Collected data:
= Beginning of Section =

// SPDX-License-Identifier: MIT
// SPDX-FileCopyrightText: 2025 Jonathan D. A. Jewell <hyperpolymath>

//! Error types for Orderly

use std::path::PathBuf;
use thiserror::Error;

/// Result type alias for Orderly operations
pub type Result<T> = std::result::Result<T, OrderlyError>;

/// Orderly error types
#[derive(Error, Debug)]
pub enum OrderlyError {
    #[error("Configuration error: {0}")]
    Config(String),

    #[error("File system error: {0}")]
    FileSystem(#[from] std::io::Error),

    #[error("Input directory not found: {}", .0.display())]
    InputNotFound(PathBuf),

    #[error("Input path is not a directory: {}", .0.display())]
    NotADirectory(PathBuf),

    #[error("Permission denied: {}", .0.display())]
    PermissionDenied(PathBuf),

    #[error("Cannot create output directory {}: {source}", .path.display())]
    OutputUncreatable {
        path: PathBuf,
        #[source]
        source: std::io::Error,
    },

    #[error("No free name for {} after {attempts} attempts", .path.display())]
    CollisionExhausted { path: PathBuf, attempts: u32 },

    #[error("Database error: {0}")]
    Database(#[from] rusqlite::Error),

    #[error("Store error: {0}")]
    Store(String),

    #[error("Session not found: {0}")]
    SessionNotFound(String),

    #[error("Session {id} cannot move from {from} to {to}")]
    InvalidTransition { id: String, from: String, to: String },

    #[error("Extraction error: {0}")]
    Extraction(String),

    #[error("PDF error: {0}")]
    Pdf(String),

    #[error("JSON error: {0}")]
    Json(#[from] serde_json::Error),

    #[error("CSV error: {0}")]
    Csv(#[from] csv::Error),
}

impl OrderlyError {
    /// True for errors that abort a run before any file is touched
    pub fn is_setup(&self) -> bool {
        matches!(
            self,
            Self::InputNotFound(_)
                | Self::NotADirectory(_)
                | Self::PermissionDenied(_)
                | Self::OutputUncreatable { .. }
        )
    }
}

= End of Section =
= Beginning of Section =

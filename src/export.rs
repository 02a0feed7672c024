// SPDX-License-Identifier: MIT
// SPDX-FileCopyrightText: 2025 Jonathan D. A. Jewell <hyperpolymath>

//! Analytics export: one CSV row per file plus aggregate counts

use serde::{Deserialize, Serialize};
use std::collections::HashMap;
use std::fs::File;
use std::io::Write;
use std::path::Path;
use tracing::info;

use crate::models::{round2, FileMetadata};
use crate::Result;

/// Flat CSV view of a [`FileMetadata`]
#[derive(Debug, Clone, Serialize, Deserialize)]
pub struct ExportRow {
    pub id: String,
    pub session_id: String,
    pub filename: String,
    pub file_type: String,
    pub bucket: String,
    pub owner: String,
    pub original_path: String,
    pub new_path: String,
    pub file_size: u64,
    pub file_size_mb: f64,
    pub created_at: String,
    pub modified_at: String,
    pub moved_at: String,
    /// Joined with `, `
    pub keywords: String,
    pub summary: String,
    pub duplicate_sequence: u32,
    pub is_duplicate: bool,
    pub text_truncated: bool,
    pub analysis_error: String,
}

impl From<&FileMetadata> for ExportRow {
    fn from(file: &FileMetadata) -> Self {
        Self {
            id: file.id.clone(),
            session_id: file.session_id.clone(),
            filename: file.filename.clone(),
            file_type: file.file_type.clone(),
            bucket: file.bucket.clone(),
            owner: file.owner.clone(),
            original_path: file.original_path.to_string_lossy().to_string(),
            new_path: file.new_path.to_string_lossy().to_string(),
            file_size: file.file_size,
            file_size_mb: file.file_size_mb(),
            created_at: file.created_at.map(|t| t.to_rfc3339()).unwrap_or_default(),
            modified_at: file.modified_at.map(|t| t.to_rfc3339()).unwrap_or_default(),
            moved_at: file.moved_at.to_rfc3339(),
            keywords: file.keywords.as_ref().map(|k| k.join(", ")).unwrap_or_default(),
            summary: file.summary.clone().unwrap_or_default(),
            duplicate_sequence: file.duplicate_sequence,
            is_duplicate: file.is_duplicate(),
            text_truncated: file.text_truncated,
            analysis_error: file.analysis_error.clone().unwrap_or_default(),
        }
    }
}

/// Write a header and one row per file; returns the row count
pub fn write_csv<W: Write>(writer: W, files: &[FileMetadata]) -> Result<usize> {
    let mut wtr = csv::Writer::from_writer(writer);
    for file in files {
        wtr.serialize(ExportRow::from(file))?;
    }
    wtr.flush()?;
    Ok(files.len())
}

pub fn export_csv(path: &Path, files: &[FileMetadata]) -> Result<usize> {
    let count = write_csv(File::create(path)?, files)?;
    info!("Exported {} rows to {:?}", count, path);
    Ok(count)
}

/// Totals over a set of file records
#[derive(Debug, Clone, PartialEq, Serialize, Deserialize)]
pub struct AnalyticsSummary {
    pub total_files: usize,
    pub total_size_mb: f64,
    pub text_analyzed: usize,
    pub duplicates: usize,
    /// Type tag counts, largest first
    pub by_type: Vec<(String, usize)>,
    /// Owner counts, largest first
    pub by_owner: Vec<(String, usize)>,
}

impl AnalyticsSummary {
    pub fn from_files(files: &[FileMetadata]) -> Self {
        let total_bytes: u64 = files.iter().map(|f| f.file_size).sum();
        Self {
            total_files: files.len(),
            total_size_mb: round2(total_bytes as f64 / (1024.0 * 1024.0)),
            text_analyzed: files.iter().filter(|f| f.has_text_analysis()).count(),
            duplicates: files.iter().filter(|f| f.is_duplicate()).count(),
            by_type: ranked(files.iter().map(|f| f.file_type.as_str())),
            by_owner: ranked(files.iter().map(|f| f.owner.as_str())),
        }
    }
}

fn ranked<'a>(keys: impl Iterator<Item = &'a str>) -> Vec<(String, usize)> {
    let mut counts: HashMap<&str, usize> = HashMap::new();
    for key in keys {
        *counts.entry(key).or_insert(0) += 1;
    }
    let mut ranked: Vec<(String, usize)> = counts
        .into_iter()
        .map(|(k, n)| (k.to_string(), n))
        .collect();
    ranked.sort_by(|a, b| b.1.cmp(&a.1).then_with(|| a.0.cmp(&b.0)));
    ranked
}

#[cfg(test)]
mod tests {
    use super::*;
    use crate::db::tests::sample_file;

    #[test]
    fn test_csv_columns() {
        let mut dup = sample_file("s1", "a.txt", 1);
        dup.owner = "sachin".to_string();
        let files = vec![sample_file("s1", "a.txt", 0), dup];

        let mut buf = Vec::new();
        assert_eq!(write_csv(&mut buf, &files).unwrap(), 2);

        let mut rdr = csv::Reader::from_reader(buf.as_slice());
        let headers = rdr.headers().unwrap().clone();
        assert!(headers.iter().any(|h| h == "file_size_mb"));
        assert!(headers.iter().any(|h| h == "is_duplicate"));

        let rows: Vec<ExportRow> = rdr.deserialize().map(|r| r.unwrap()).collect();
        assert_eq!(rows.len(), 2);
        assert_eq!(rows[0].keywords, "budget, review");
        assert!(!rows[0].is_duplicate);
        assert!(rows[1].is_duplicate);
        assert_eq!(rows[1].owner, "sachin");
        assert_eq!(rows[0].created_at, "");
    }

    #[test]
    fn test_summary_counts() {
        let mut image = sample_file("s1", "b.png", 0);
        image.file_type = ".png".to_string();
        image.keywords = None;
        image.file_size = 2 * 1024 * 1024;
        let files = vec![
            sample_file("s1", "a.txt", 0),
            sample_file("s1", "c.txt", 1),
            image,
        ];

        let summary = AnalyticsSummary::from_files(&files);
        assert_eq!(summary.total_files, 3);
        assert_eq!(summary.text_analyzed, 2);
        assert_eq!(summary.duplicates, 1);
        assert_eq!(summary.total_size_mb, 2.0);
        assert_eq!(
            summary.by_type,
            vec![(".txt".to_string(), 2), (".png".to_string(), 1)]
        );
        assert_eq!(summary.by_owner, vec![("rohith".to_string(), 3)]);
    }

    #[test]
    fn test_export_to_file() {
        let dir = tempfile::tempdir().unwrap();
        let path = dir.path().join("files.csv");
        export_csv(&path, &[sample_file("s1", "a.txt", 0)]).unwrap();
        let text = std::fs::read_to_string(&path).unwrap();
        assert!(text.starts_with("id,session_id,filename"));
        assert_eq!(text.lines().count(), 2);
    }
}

= End of Section =

What is needed - The answer must be every line of the records that contains the word "crate".

Final answer -
use crate::models::{round2, FileMetadata};
use crate::Result;
    use crate::db::tests::sample_file;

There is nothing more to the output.